- Directed by: Keith Froelich
- Written by: Keith Froelich
- Produced by: Keith Froelich
- Cinematography: James Frank Tittle
- Edited by: Keith Froelich
- Music by: Chan Poling
- Distributed by: CMV Laservision
- Release date: March 14, 1997 (U.S.);
- Country: United States
- Languages: English German

= The Toilers and the Wayfarers =

The Toilers and the Wayfarers is a 1997 LGBT dramatic film written and directed by Keith Froelich. It was released on 14 March 1997.

The film is set and filmed in New Ulm, in southern Minnesota.

==Plot==
The story is told from the perspective of Dieter, a German boy who lives in the USA. Dieter's childhood friend, Phillip, is gay and has feelings for him. When Phillip kisses Dieter during a play fight, Dieter is disgusted and runs away. Phillip leaves town heartbroken.

In the meantime, we see Udo, a young man lving with his aunt Anna. Udo and Dieter become friends, to the dismay of Dieter's parents. Udo is a lazy bum, upsetting his aunt and the neighbours alike. When aunt Anna dies, Udo quits his job and buys a stolen car with the inherited money. Udo wants to take Dieter on a trip in his new car, but Dieter's father intervenes. Mad at Udo and thinking that the two boys are too close, he forbids Dieter from seeing him and spanks the boy on his bare bottom. Later, we see Dieter at Udo's house hiding from his conservative family.

The two embark on a trip to the big city. However, as soon as they get there police takes notice of their car. Udo and Dieter end up on foot and decide to only speak English in order to keep a low profile. They manage to get another cheap car but it soon breaks down. The mechanic is a nice man who speaks German and takes a liking to the boys, as he wasn't allowed to speak his native language in school and as he has no children of his own.

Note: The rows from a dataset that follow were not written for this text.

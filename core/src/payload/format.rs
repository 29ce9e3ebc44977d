//! Payload file format
//!
//! ```text
//! offset  size  field
//! 0       8     magic            "CROWSPLD"
//! 8       2     version          1 (LE)
//! 10      6     reserved         zero
//! 16      16    iv               CBC IV of the first body block
//! 32      32    check            HMAC-SHA256(key, plaintext of body block 0)
//! ---- encrypted body, AES-256-CBC ----
//! 64      16    sealed block     image_length u64 LE, 8 reserved bytes
//! 80      n     image            zero padded to a block
//! ```
//!
//! key = SHA-256(normalized password). Offsets are only spelled out in
//! [`PayloadLayout`]; everything else goes through it.

use alloc::vec::Vec;

use hmac::{Hmac, Mac};
use sha2::Sha256;
use zeroize::Zeroizing;

use crate::crypto::{Iv, Key, PayloadHasher, BLOCK_LEN, DIGEST_LEN};
use crate::error::{LoaderError, Result};

type HmacSha256 = Hmac<Sha256>;

pub const PAYLOAD_MAGIC: [u8; 8] = *b"CROWSPLD";
pub const PAYLOAD_VERSION: u16 = 1;

// ═══════════════════════════════════════════════════════════════════════════
// LAYOUT
// ═══════════════════════════════════════════════════════════════════════════

/// Byte positions inside a payload file.
pub struct PayloadLayout;

impl PayloadLayout {
    pub const MAGIC_OFFSET: usize = 0;
    pub const VERSION_OFFSET: usize = 8;
    pub const IV_OFFSET: usize = 16;
    pub const CHECK_OFFSET: usize = 32;
    /// Plaintext header; the body starts here
    pub const HEADER_LEN: usize = 64;
    /// First body block, carries the image length
    pub const SEALED_LEN: usize = BLOCK_LEN;
    /// What the password probe reads
    pub const PROBE_LEN: usize = Self::HEADER_LEN + Self::SEALED_LEN;
    /// Image length field, relative to the decrypted body
    pub const IMAGE_LENGTH_OFFSET: usize = 0;

    /// Start of the encrypted body in the file.
    pub const fn body_offset() -> usize {
        Self::HEADER_LEN
    }

    /// Start of the image in the (decrypted) payload buffer.
    pub const fn image_offset() -> usize {
        Self::HEADER_LEN + Self::SEALED_LEN
    }

    /// Structural checks that need nothing but the file length.
    pub fn check_length(len: u64) -> Result<()> {
        if len % BLOCK_LEN as u64 != 0 {
            return Err(LoaderError::Misaligned);
        }
        if len < Self::PROBE_LEN as u64 {
            return Err(LoaderError::TooShort);
        }
        Ok(())
    }

    /// Image length recorded in the decrypted sealed block.
    ///
    /// `body` is the decrypted body (sealed block first).
    pub fn image_length(body: &[u8]) -> Result<usize> {
        let field = body
            .get(Self::IMAGE_LENGTH_OFFSET..Self::IMAGE_LENGTH_OFFSET + 8)
            .ok_or(LoaderError::TooShort)?;
        let mut raw = [0u8; 8];
        raw.copy_from_slice(field);

        let len = u64::from_le_bytes(raw);
        let room = (body.len() - Self::SEALED_LEN.min(body.len())) as u64;
        if len > room {
            return Err(LoaderError::InvalidFormat);
        }
        Ok(len as usize)
    }
}

// ═══════════════════════════════════════════════════════════════════════════
// HEADER
// ═══════════════════════════════════════════════════════════════════════════

/// Parsed plaintext header.
#[derive(Debug, Clone, Copy, PartialEq, Eq)]
pub struct PayloadHeader {
    pub version: u16,
    pub iv: Iv,
    pub check: [u8; DIGEST_LEN],
}

impl PayloadHeader {
    pub fn new(iv: Iv, check: [u8; DIGEST_LEN]) -> Self {
        Self {
            version: PAYLOAD_VERSION,
            iv,
            check,
        }
    }

    pub fn parse(bytes: &[u8]) -> Result<Self> {
        if bytes.len() < PayloadLayout::HEADER_LEN {
            return Err(LoaderError::TooShort);
        }
        let magic = &bytes[PayloadLayout::MAGIC_OFFSET..PayloadLayout::MAGIC_OFFSET + 8];
        if magic != PAYLOAD_MAGIC {
            return Err(LoaderError::InvalidFormat);
        }

        let v = PayloadLayout::VERSION_OFFSET;
        let version = u16::from_le_bytes([bytes[v], bytes[v + 1]]);
        if version != PAYLOAD_VERSION {
            return Err(LoaderError::UnsupportedVersion);
        }

        let mut iv = [0u8; BLOCK_LEN];
        iv.copy_from_slice(&bytes[PayloadLayout::IV_OFFSET..PayloadLayout::IV_OFFSET + BLOCK_LEN]);
        let mut check = [0u8; DIGEST_LEN];
        check.copy_from_slice(
            &bytes[PayloadLayout::CHECK_OFFSET..PayloadLayout::CHECK_OFFSET + DIGEST_LEN],
        );

        Ok(Self { version, iv, check })
    }

    pub fn to_bytes(&self) -> [u8; PayloadLayout::HEADER_LEN] {
        let mut out = [0u8; PayloadLayout::HEADER_LEN];
        out[PayloadLayout::MAGIC_OFFSET..PayloadLayout::MAGIC_OFFSET + 8]
            .copy_from_slice(&PAYLOAD_MAGIC);
        out[PayloadLayout::VERSION_OFFSET..PayloadLayout::VERSION_OFFSET + 2]
            .copy_from_slice(&self.version.to_le_bytes());
        out[PayloadLayout::IV_OFFSET..PayloadLayout::IV_OFFSET + BLOCK_LEN]
            .copy_from_slice(&self.iv);
        out[PayloadLayout::CHECK_OFFSET..PayloadLayout::CHECK_OFFSET + DIGEST_LEN]
            .copy_from_slice(&self.check);
        out
    }
}

// ═══════════════════════════════════════════════════════════════════════════
// PASSWORD / KEY
// ═══════════════════════════════════════════════════════════════════════════

/// Normalized password bytes. Zeroed on drop.
#[derive(PartialEq, Eq)]
pub struct Password(Zeroizing<Vec<u8>>);

impl Password {
    /// Strip trailing CR/LF and cap at `max_len` bytes.
    pub fn normalize(raw: &[u8], max_len: usize) -> Self {
        let mut end = raw.len();
        while end > 0 && matches!(raw[end - 1], b'\r' | b'\n') {
            end -= 1;
        }
        Self(Zeroizing::new(raw[..end.min(max_len)].to_vec()))
    }

    pub fn as_bytes(&self) -> &[u8] {
        &self.0
    }

    pub fn len(&self) -> usize {
        self.0.len()
    }

    pub fn is_empty(&self) -> bool {
        self.0.is_empty()
    }

    /// AES-256 key for this password.
    pub fn derive_key(&self, hasher: &dyn PayloadHasher) -> Key {
        hasher.hash(&self.0)
    }
}

impl core::fmt::Debug for Password {
    fn fmt(&self, f: &mut core::fmt::Formatter<'_>) -> core::fmt::Result {
        write!(f, "Password(<{} bytes>)", self.0.len())
    }
}

/// Keyed check over the plaintext of body block 0.
pub fn password_check(key: &Key, sealed: &[u8]) -> Result<[u8; DIGEST_LEN]> {
    let mut mac = HmacSha256::new_from_slice(key).map_err(|_| LoaderError::InvalidArgument)?;
    mac.update(sealed);
    let mut out = [0u8; DIGEST_LEN];
    out.copy_from_slice(&mac.finalize().into_bytes());
    Ok(out)
}

/// Constant-time comparison of the keyed check against the header.
pub fn verify_check(key: &Key, sealed: &[u8], expected: &[u8; DIGEST_LEN]) -> Result<()> {
    let mut mac = HmacSha256::new_from_slice(key).map_err(|_| LoaderError::InvalidArgument)?;
    mac.update(sealed);
    mac.verify_slice(expected)
        .map_err(|_| LoaderError::InvalidPassword)
}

While in the city Dieter finds Phillip in a cafe and realises how much he missed him. Phillip is happy to see his friend and shows Dieter the perks of a big city and the place where he lives. Dieter is shocked to find out that Phillip prostitutes himself to obtain money, even though Phillip seems content with this and even suggests to Dieter that he could try to as well and stay with him in the city. The boys spend several days together and the old flame between them is rekindled, this time Dieter accepting his feelings for Phillip.

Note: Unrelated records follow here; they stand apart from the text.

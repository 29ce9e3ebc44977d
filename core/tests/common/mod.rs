//! Common test utilities: memory volume, host-threaded MP mock, scripted
//! console and progress recorder

#![allow(dead_code)]

pub mod builder;
pub mod ciphers;
pub use builder::{encrypt_cbc, test_image, PayloadBuilder};
pub use ciphers::{CountingCipher, FailingCipher, SilentCipher};

use std::collections::VecDeque;
use std::fmt;
use std::sync::atomic::{AtomicBool, AtomicUsize, Ordering};
use std::sync::{Arc, Mutex};
use std::thread::JoinHandle;
use std::time::Duration;

use crows_core::hwinit::{
    ApTask, CompletionSignal, MpError, MpServices, ProcessorCounts, StatusFlags,
};
use crows_core::{
    BootVolume, DirEntry, LoaderConfig, LoaderError, OperatorConsole, PayloadFile, ProgressPhase,
    ProgressSink, Result,
};

/// Config with stalls short enough for host tests.
pub fn test_config() -> LoaderConfig {
    LoaderConfig {
        tick_stall_us: 50,
        start_retry_stall_us: 10,
        start_patience_ticks: 10_000,
        settle_patience_ticks: 3,
        load_chunk_len: 256,
        ..LoaderConfig::default()
    }
}

// ═══════════════════════════════════════════════════════════════════════════
// VOLUME
// ═══════════════════════════════════════════════════════════════════════════

#[derive(Clone)]
struct MemoryEntry {
    name: String,
    data: Arc<Vec<u8>>,
    is_directory: bool,
}

/// Root directory held in memory.
#[derive(Clone, Default)]
pub struct MemoryVolume {
    entries: Vec<MemoryEntry>,
    /// Largest single read a file will serve
    read_limit: Option<usize>,
}

impl MemoryVolume {
    pub fn new() -> Self {
        Self::default()
    }

    pub fn with_file(mut self, name: &str, data: Vec<u8>) -> Self {
        self.entries.push(MemoryEntry {
            name: name.to_string(),
            data: Arc::new(data),
            is_directory: false,
        });
        self
    }

    pub fn with_dir(mut self, name: &str) -> Self {
        self.entries.push(MemoryEntry {
            name: name.to_string(),
            data: Arc::new(Vec::new()),
            is_directory: true,
        });
        self
    }

    pub fn with_read_limit(mut self, limit: usize) -> Self {
        self.read_limit = Some(limit);
        self
    }
}

impl BootVolume for MemoryVolume {
    type File = MemoryFile;

    fn root_entries(&mut self) -> Result<Vec<DirEntry>> {
        Ok(self
            .entries
            .iter()
            .map(|e| DirEntry {
                name: e.name.clone(),
                size: e.data.len() as u64,
                is_directory: e.is_directory,
            })
            .collect())
    }

    fn open(&mut self, name: &str) -> Result<MemoryFile> {
        self.entries
            .iter()
            .find(|e| !e.is_directory && e.name.eq_ignore_ascii_case(name))
            .map(|e| {
                let mut file = MemoryFile::new(Arc::clone(&e.data));
                file.read_limit = self.read_limit;
                file
            })
            .ok_or(LoaderError::NotFound)
    }
}

/// File view over shared bytes.
pub struct MemoryFile {
    data: Arc<Vec<u8>>,
    position: usize,
    read_limit: Option<usize>,
    pub reads: usize,
}

impl MemoryFile {
    pub fn new(data: Arc<Vec<u8>>) -> Self {
        Self {
            data,
            position: 0,
            read_limit: None,
            reads: 0,
        }
    }

    pub fn from_bytes(data: Vec<u8>) -> Self {
        Self::new(Arc::new(data))
    }

    /// A file that claims `len` bytes but whose content is irrelevant.
    pub fn zeroed(len: usize) -> Self {
        Self::from_bytes(vec![0u8; len])
    }
}

impl PayloadFile for MemoryFile {
    fn size(&mut self) -> Result<u64> {
        Ok(self.data.len() as u64)
    }

    fn set_position(&mut self, position: u64) -> Result<()> {
        self.position = usize::try_from(position).map_err(|_| LoaderError::DeviceFault)?;
        Ok(())
    }

    fn read(&mut self, buf: &mut [u8]) -> Result<usize> {
        self.reads += 1;
        let remaining = self.data.len().saturating_sub(self.position);
        let mut n = buf.len().min(remaining);
        if let Some(limit) = self.read_limit {
            n = n.min(limit);
        }
        buf[..n].copy_from_slice(&self.data[self.position..self.position + n]);
        self.position += n;
        Ok(n)
    }
}

// ═══════════════════════════════════════════════════════════════════════════
// MP SERVICES
// ═══════════════════════════════════════════════════════════════════════════

struct ThreadedState {
    count: usize,
    active: Mutex<Vec<bool>>,
    flaky_completion: AtomicBool,
    launches: AtomicUsize,
    threads: Mutex<Vec<JoinHandle<()>>>,
}

/// MP services backed by `std::thread`. Processor #0 is the BSP.
#[derive(Clone)]
pub struct ThreadedMp {
    state: Arc<ThreadedState>,
}

impl ThreadedMp {
    pub fn new(count: usize) -> Self {
        Self {
            state: Arc::new(ThreadedState {
                count,
                active: Mutex::new(vec![false; count]),
                flaky_completion: AtomicBool::new(false),
                launches: AtomicUsize::new(0),
                threads: Mutex::new(Vec::new()),
            }),
        }
    }

    /// Drop every completion signal; workers must finish on their own.
    pub fn flaky(self) -> Self {
        self.state.flaky_completion.store(true, Ordering::SeqCst);
        self
    }

    pub fn launches(&self) -> usize {
        self.state.launches.load(Ordering::SeqCst)
    }

    pub fn join_all(&self) {
        let threads: Vec<_> = self.state.threads.lock().unwrap().drain(..).collect();
        for thread in threads {
            thread.join().expect("AP thread panicked");
        }
    }
}

impl MpServices for ThreadedMp {
    fn processor_counts(&self) -> std::result::Result<ProcessorCounts, MpError> {
        Ok(ProcessorCounts {
            total: self.state.count,
            enabled: self.state.count,
        })
    }

    fn who_am_i(&self) -> std::result::Result<usize, MpError> {
        Ok(0)
    }

    fn processor_status(&self, index: usize) -> std::result::Result<StatusFlags, MpError> {
        if index >= self.state.count {
            return Err(MpError::NotFound);
        }
        Ok(StatusFlags::new(index == 0, true, true))
    }

    fn enable_processor(&self, _index: usize, _healthy: bool) -> std::result::Result<(), MpError> {
        Ok(())
    }

    fn startup_this_ap(
        &self,
        index: usize,
        task: ApTask,
        completion: CompletionSignal,
    ) -> std::result::Result<(), MpError> {
        {
            let mut active = self.state.active.lock().unwrap();
            match active.get_mut(index) {
                Some(true) => return Err(MpError::NotReady),
                Some(busy) => *busy = true,
                None => return Err(MpError::NotFound),
            }
        }
        self.state.launches.fetch_add(1, Ordering::SeqCst);

        let state = Arc::clone(&self.state);
        let thread = std::thread::spawn(move || {
            task();
            state.active.lock().unwrap()[index] = false;
            if !state.flaky_completion.load(Ordering::SeqCst) {
                completion();
            }
        });
        self.state.threads.lock().unwrap().push(thread);
        Ok(())
    }

    fn stall(&self, microseconds: u64) {
        std::thread::sleep(Duration::from_micros(microseconds.min(1_000)));
    }
}

// ═══════════════════════════════════════════════════════════════════════════
// CONSOLE
// ═══════════════════════════════════════════════════════════════════════════

/// Console that replays canned lines and records everything shown.
#[derive(Default)]
pub struct ScriptedConsole {
    lines: VecDeque<Vec<u8>>,
    pub prompts: Vec<(String, bool)>,
    pub messages: Vec<String>,
}

impl ScriptedConsole {
    pub fn new<I, L>(lines: I) -> Self
    where
        I: IntoIterator<Item = L>,
        L: AsRef<[u8]>,
    {
        Self {
            lines: lines.into_iter().map(|l| l.as_ref().to_vec()).collect(),
            ..Self::default()
        }
    }

    pub fn remaining(&self) -> usize {
        self.lines.len()
    }

    pub fn saw_message(&self, needle: &str) -> bool {
        self.messages.iter().any(|m| m.contains(needle))
    }
}

impl OperatorConsole for ScriptedConsole {
    fn read_line(&mut self, prompt: &str, secret: bool) -> Result<Vec<u8>> {
        self.prompts.push((prompt.to_string(), secret));
        // Running out of script would otherwise loop forever.
        self.lines.pop_front().ok_or(LoaderError::DeviceFault)
    }

    fn notify(&mut self, message: fmt::Arguments<'_>) {
        self.messages.push(message.to_string());
    }
}

// ═══════════════════════════════════════════════════════════════════════════
// PROGRESS
// ═══════════════════════════════════════════════════════════════════════════

#[derive(Default)]
pub struct RecordingSink {
    pub events: Vec<(ProgressPhase, u64, u64)>,
}

impl RecordingSink {
    pub fn values(&self, phase: ProgressPhase) -> Vec<u64> {
        self.events
            .iter()
            .filter(|(p, _, _)| *p == phase)
            .map(|&(_, current, _)| current)
            .collect()
    }

    pub fn last(&self, phase: ProgressPhase) -> Option<(u64, u64)> {
        self.events
            .iter()
            .rev()
            .find(|(p, _, _)| *p == phase)
            .map(|&(_, current, total)| (current, total))
    }
}

impl ProgressSink for RecordingSink {
    fn report(&mut self, phase: ProgressPhase, current: u64, total: u64) {
        self.events.push((phase, current, total));
    }
}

Later we see Phillip sick and Dieter on the street searching for clients. A plainclothes police officer offers him money in exchange for services and arrests him. A police lieutenant contacts Dieter's parents who do not want him home. Dieter risks being taken to juvenile prison. He uses his right to a phone call to warn Udo to leave the city before the police find his address. Udo returns to the kind mechanic who allows him to live with him and his wife until his life is sorted. Dieter tricks the officers and manages to escape. He returns to Phillip. The two embrace and make love.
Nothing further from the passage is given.